I'm trying to merge 15 pcap files using wireshark. The merging is successful. I'm using appending function so that the second file is just added to the bottom of the first file. But when this is done, I get -ve value in time column. How can I change this? Below given is the last packet of first file and first packet of second file with latter with a negative time. What I intend to do is, replace these 15 smaller files with this one merged files.

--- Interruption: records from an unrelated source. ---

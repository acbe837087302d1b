//! schemagraph - JSON Schema loading, compilation and validation
//!
//! Schema documents are registered in a loader session, which resolves
//! `$id` scopes and `$ref`s across documents and compiles them into an
//! arena-backed graph. Recursive and mutually recursive schemas become cycles
//! in that graph instead of infinite expansions. Validation walks the graph
//! and an instance together and returns every finding with its path.
//!
//! ## Features
//!
//! - **Drafts**: draft-04, draft-06, draft-07 and a permissive hybrid default,
//!   chosen per document from `$schema`
//! - **References**: absolute, relative and fragment `$ref`s, nested `$id`
//!   scopes and forward references between documents
//! - **Self-validation**: optional validation of every schema against its
//!   meta-schema, including custom meta-schemas registered in the session
//! - **Structured results**: stable error types, dotted paths and JSON
//!   pointers, descriptions and keyword details
//!
//! ## Quick Start
//!
//! ```rust
//! use schemagraph::{SchemaLoader, StringLoader};
//!
//! let mut loader = SchemaLoader::new();
//! let schema = loader.compile(&StringLoader::new(
//!     r#"{"type": "object", "required": ["name"]}"#,
//! ))?;
//!
//! let result = schema.validate(&StringLoader::new(r#"{"id": 7}"#))?;
//! assert!(!result.is_valid());
//! assert_eq!(result.errors()[0].description(), "name is required");
//! # Ok::<(), schemagraph::SchemaError>(())
//! ```
//!
//! Copyright (c) 2025 Specado Team
//! Licensed under the Apache-2.0 license

pub mod compiler;
pub mod draft;
pub mod error;
pub mod format;
pub mod loader;
pub mod schema;
pub mod validation;

pub use draft::{Draft, DraftResolver};
pub use error::{SchemaError, SchemaResult};
pub use format::{FormatChecker, FormatRegistry};
pub use loader::{
    DefaultRetriever, FileLoader, InMemoryRetriever, Loader, LoaderConfig, ReferenceLoader, Retrieve,
    SchemaLoader, StringLoader, ValueLoader,
};
pub use schema::Schema;
pub use validation::{ErrorKind, ResultError, ValidationResult};

/// Compile a schema in a fresh loader session with default configuration
pub fn compile(schema: &dyn Loader) -> SchemaResult<Schema> {
    SchemaLoader::new().compile(schema)
}

/// Compile `schema` and validate `instance` against it
pub fn validate(schema: &dyn Loader, instance: &dyn Loader) -> SchemaResult<ValidationResult> {
    compile(schema)?.validate(instance)
}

asked 24 Mar '14, 07:46 jichu edited 24 Mar '14, 08:59 |
3 Answers:
don't use append mode (omit -a) in mergecap. Regards answered 24 Mar '14, 08:53 Kurt Knochner ♦ |
If those were separate captures, done in sequential order, so that the second capture was started after the first capture finished, the third capture was started after the second capture finished, etc., then simply concatenating them will work, as the packets will be in order by the time stamp (assuming the packets in the captures themselves are in order by the time stamp; some packet capture mechanisms can, sadly, deliver packets out of time order). Otherwise, you MUST NOT concatenate them, as you will have packets out of order and thus have negative time deltas. "Append mode" does concatenation, so you must not use it except in the circumstance I describe in my first paragraph. answered 24 Mar '14, 20:00 Guy Harris ♦♦ @GuyHarris the capture files are in sequential order. But if I was to do a merge instead of append, would wireshark or mergcap automatically, re order it? (25 Mar '14, 03:10) jichu So, in your example, packet 4873 was captured before packet 4874 was captured? If so, then, if you used append mode, either packet 4873 has an invalid time stamp or packet 4874 has an invalid time stamp (or both have invalid time stamps), meaning that whatever capture mechanism supplied the time stamps has a bug or the clocks were set wrong at the time the packet or packets were captured. If not, then the capture files are not in sequential order, as you claim that packet 4873 is the last packet of the first file and packet 4874 is the first packet of the second file, so if packet 4874 wasn't captured after packet 4873 was captured, then the second file was started before you were finished with the first file. (25 Mar '14, 07:38) Guy Harris ♦♦ |
You can use reordercap (comes with Wireshark since 1.10) to reorder frames according to their timestamps. That should get rid of negative delta times. answered 24 Mar '14, 08:47 Jasper ♦♦ |
@Kurt If I dont append, will the merge function do the same? Because what I need is a big file that replaces the 15 smaller files.